* Recorded data

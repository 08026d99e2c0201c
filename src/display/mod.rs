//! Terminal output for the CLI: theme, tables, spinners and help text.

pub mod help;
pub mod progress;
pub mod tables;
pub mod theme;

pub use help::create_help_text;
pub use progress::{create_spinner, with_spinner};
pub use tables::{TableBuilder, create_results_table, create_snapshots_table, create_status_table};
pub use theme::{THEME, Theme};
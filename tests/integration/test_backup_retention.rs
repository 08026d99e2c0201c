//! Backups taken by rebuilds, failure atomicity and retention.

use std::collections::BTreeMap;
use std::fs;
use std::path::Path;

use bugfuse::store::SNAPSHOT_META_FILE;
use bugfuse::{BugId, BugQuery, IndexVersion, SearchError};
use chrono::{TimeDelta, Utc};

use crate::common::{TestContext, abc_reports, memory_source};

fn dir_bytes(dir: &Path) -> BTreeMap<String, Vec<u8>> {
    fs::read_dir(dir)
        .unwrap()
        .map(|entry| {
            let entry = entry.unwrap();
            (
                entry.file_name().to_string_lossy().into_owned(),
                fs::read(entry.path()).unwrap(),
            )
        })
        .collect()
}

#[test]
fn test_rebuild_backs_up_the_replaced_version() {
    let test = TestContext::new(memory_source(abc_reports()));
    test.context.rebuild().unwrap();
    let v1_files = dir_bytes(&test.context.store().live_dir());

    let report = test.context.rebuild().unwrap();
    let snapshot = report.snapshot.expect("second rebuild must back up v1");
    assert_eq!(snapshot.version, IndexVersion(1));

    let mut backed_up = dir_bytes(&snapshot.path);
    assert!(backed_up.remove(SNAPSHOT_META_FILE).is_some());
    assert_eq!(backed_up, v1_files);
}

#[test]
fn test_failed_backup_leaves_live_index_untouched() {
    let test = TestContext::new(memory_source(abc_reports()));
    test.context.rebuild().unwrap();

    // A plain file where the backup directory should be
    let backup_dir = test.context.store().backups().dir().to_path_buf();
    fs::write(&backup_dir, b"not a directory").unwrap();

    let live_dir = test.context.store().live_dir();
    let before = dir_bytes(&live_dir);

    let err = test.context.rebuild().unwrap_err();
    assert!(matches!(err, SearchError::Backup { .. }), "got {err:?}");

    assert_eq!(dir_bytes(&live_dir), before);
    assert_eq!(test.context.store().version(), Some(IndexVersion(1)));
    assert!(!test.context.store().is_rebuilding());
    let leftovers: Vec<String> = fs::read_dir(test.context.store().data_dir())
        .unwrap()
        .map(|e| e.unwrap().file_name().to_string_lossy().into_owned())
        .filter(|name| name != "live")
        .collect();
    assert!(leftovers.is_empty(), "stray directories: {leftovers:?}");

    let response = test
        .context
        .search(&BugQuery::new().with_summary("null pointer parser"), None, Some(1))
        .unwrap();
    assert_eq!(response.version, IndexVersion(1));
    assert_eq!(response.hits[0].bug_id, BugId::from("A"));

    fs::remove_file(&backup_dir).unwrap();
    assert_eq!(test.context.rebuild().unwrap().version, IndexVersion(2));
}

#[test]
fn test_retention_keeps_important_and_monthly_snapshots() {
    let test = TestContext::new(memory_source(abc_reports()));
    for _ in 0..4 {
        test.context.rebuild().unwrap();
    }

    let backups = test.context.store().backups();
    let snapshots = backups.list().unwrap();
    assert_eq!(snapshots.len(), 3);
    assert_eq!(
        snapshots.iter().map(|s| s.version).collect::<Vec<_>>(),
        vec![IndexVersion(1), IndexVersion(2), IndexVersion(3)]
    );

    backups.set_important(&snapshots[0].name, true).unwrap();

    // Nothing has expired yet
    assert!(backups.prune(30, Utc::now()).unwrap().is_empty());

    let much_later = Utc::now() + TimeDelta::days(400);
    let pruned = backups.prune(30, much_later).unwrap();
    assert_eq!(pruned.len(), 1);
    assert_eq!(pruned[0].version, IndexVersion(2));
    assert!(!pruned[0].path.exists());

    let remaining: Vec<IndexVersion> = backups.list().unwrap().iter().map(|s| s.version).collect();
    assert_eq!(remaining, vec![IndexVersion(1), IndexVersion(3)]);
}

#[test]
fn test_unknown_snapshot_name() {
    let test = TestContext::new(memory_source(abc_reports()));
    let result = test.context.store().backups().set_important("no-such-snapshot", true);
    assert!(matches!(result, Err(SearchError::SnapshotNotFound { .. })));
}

* * *

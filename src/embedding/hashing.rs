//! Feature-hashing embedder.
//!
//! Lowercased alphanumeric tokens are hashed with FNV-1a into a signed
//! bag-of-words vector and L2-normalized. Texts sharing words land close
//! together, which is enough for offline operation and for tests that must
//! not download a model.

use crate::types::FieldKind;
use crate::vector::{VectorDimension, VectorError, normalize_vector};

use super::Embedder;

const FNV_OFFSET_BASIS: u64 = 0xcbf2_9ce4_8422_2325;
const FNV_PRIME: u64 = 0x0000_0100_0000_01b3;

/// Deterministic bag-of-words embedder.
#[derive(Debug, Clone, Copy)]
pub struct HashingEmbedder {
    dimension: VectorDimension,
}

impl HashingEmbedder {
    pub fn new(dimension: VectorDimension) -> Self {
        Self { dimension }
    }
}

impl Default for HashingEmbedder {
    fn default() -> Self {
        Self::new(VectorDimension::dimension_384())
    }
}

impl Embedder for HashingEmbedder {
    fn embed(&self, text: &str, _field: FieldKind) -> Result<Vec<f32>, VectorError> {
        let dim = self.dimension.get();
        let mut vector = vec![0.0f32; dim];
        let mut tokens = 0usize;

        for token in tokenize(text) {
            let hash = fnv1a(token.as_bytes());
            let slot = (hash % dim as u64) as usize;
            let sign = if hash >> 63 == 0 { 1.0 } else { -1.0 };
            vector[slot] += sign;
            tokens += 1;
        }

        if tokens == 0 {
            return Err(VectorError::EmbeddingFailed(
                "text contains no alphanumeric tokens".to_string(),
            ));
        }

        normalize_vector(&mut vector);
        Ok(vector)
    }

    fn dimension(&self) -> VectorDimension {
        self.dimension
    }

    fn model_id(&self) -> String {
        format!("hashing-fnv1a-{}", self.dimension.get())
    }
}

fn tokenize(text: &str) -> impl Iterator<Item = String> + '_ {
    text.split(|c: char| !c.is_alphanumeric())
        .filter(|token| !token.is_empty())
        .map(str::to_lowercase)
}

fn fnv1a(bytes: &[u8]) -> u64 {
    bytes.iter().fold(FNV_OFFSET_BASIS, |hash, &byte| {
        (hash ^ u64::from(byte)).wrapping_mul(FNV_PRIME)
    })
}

* About this task
Copy out each line of the data above, exactly, if it lies between the line holding "vector[slot] += sign;" and the line holding "fn tokenize(text: &str)", inclusive; copy no other line.

* Result of this exercise
            vector[slot] += sign;
            tokens += 1;
        }

        if tokens == 0 {
            return Err(VectorError::EmbeddingFailed(
                "text contains no alphanumeric tokens".to_string(),
            ));
        }

        normalize_vector(&mut vector);
        Ok(vector)
    }

    fn dimension(&self) -> VectorDimension {
        self.dimension
    }

    fn model_id(&self) -> String {
        format!("hashing-fnv1a-{}", self.dimension.get())
    }
}

fn tokenize(text: &str) -> impl Iterator<Item = String> + '_ {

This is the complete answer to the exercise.